REQUIRED ACTION ->
Determine how many lines in the entries below contain "impl", and output that number alone.

-------- DATA PROVIDED

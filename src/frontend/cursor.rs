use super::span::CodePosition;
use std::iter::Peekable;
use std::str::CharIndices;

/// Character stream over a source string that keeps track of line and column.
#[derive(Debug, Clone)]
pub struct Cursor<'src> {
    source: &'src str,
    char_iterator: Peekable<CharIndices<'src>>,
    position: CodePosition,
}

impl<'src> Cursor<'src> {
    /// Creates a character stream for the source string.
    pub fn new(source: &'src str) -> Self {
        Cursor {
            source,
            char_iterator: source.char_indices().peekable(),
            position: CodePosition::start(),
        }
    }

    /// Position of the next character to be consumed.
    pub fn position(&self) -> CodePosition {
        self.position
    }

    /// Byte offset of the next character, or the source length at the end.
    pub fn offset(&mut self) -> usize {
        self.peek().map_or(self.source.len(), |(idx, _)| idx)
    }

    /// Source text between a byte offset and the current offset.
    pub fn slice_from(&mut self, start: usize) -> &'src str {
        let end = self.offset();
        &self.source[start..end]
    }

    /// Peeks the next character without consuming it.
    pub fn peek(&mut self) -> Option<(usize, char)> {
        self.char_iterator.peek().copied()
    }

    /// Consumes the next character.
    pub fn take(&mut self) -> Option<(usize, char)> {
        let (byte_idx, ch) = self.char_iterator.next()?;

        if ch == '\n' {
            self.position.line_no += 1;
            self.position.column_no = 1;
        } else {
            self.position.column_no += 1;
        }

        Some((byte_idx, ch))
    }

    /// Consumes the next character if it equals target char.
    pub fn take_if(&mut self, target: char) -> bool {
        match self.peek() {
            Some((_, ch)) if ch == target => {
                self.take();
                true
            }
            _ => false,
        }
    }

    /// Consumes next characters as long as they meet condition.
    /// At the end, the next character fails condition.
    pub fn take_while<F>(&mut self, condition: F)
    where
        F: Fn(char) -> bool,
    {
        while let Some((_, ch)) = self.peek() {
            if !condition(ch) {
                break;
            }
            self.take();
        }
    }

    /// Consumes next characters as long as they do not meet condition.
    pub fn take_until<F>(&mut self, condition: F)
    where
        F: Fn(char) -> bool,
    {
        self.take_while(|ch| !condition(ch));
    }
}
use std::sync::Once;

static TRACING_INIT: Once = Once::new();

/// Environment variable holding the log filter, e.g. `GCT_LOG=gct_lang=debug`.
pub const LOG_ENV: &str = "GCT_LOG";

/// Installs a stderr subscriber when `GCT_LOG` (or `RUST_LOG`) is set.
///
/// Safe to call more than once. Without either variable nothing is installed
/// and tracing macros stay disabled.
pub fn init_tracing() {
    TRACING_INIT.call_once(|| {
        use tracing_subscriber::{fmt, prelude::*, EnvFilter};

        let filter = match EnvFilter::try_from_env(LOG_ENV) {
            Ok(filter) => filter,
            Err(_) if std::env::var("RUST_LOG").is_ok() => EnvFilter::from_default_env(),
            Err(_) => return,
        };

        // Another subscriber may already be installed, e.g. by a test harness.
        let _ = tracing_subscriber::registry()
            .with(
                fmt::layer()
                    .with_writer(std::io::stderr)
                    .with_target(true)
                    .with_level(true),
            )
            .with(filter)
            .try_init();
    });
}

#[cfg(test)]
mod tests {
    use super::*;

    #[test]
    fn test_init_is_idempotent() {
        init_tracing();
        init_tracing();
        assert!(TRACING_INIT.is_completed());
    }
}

----------------
-------- DATA PROVIDED

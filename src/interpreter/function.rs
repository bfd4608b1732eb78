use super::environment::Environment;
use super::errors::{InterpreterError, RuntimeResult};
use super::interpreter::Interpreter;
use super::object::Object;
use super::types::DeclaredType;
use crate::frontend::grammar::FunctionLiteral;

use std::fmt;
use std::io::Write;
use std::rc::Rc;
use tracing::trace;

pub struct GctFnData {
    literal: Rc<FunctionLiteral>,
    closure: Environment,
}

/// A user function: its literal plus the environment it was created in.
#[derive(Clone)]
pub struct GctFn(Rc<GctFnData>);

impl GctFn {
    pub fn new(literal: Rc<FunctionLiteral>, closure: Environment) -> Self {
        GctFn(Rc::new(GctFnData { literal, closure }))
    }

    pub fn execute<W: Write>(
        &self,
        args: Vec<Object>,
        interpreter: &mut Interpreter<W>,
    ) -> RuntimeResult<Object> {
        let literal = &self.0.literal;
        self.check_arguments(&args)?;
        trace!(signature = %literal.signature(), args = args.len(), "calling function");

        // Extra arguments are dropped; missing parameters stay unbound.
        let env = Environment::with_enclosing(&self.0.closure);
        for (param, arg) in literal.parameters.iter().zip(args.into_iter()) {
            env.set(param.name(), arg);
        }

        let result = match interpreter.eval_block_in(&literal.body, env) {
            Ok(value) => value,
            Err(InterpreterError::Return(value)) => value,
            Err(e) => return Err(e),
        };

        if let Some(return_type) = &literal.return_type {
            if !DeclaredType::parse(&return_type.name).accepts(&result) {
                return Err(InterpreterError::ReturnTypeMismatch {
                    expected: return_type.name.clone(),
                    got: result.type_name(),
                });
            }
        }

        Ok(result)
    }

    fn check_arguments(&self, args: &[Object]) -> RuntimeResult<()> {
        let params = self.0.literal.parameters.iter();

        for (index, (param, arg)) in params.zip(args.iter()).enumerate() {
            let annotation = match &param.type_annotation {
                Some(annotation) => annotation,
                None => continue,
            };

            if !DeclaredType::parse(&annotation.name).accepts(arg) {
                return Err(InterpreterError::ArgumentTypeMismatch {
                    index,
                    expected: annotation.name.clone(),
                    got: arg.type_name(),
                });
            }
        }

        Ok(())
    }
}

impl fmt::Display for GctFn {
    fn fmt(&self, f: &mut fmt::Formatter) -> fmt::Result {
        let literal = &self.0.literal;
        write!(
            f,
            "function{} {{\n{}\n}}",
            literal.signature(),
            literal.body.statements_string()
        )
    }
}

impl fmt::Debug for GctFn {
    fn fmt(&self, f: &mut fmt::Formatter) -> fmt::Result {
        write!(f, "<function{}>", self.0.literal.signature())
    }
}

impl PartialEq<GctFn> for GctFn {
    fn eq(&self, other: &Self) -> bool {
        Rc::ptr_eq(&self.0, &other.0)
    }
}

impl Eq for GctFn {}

----------------
-------- DATA PROVIDED

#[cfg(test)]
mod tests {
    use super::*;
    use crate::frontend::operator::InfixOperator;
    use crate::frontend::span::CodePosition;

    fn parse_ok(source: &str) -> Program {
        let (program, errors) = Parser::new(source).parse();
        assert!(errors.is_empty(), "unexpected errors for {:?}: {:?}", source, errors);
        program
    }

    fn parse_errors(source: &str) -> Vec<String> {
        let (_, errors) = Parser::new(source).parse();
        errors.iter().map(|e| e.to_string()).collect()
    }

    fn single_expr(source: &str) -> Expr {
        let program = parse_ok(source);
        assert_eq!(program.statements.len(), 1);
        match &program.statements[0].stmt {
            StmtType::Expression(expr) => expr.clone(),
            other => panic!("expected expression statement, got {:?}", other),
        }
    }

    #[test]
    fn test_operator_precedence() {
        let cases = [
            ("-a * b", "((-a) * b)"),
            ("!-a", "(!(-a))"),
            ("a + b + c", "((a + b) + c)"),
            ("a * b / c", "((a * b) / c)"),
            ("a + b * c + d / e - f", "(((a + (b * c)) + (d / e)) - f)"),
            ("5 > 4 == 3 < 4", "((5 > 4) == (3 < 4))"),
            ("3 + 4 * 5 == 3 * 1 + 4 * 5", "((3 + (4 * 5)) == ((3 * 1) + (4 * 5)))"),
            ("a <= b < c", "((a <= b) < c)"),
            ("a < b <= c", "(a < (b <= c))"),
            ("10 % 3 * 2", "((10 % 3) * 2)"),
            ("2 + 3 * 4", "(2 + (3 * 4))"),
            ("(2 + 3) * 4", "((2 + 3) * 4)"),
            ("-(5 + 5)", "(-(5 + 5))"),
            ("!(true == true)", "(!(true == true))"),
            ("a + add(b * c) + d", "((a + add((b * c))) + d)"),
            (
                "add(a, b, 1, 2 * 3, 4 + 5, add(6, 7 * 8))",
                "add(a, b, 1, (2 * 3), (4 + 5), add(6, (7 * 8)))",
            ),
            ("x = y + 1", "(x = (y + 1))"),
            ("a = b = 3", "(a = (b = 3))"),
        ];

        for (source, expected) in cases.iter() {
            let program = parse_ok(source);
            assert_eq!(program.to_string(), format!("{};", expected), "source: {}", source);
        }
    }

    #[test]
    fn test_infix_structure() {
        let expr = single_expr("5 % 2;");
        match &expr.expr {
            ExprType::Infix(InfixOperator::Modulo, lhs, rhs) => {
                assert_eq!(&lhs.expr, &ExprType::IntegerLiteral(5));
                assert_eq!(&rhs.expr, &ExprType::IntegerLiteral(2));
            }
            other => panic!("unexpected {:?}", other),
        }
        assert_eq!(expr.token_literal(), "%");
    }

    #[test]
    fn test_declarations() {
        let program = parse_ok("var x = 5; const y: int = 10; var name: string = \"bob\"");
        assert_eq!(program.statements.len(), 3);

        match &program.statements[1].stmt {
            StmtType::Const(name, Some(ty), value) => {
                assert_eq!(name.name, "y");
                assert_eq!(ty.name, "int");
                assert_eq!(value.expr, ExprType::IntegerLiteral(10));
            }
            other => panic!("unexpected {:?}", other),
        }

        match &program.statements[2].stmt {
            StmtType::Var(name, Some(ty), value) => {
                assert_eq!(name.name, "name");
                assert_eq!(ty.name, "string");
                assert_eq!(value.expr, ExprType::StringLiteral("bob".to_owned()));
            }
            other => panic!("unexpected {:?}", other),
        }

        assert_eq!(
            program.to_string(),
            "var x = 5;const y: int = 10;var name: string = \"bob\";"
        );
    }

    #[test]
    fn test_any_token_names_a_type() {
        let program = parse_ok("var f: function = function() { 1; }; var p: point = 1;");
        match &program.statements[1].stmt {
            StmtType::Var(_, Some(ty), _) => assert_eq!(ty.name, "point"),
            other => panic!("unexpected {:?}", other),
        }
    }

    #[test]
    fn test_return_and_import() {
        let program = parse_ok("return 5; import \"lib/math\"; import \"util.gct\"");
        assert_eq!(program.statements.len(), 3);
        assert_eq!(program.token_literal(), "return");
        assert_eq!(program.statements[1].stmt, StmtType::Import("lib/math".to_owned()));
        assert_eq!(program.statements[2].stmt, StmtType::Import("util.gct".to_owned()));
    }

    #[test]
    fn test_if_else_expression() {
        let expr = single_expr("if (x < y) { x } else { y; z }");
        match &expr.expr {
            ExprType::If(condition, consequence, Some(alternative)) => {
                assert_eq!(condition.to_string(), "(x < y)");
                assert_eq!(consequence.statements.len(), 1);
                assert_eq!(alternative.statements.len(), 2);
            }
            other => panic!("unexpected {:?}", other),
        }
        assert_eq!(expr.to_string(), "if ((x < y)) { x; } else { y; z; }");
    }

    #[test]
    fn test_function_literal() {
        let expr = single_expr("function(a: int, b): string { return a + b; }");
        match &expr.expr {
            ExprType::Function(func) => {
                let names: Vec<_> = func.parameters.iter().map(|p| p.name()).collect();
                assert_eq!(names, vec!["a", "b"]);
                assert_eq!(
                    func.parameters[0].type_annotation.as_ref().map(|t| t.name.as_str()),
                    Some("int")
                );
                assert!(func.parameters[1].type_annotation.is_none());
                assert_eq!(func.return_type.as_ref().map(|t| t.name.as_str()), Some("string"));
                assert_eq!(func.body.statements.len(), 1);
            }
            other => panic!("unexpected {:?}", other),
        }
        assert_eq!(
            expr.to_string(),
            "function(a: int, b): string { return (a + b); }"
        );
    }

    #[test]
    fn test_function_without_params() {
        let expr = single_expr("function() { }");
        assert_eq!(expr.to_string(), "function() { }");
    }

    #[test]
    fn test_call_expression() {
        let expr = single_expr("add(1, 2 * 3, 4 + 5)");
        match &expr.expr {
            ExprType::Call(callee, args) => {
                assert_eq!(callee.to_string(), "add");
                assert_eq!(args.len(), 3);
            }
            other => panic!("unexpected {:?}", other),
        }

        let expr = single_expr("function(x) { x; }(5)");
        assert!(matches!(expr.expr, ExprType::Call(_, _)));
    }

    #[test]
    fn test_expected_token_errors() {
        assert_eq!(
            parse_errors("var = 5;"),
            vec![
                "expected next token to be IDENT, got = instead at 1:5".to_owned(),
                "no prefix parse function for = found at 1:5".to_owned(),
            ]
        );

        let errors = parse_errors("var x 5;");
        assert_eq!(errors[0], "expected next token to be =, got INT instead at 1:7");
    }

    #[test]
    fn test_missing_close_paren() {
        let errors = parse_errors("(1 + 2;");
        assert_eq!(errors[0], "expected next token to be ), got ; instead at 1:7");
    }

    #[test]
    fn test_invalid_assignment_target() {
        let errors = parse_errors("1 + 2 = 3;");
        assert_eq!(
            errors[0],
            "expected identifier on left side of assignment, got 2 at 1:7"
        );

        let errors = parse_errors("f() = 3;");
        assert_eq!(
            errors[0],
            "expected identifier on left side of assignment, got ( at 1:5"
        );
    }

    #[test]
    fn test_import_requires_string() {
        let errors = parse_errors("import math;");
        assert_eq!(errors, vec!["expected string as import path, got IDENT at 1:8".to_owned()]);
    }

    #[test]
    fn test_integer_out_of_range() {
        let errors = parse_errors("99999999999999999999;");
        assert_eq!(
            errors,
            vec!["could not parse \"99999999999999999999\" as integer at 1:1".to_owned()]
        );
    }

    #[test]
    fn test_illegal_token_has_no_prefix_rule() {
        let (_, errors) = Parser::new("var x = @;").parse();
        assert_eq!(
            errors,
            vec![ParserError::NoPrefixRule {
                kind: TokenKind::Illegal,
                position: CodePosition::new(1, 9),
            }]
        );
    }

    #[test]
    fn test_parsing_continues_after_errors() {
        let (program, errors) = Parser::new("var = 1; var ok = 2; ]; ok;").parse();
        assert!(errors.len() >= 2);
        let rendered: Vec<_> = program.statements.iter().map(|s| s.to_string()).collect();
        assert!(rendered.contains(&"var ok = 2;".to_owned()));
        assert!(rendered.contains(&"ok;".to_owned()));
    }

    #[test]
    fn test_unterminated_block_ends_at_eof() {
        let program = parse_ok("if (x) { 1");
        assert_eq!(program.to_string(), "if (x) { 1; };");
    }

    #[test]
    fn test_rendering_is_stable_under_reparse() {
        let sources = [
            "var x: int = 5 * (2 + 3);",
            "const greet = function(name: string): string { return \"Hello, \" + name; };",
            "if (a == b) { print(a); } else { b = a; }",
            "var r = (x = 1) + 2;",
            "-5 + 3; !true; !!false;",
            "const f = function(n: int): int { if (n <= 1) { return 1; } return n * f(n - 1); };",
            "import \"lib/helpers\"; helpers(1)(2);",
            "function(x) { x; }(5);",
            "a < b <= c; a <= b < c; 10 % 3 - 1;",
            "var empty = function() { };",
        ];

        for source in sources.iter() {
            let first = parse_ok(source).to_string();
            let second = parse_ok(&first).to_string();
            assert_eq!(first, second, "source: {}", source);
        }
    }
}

----------------

SOLUTION TO THIS EXERCISE ->
6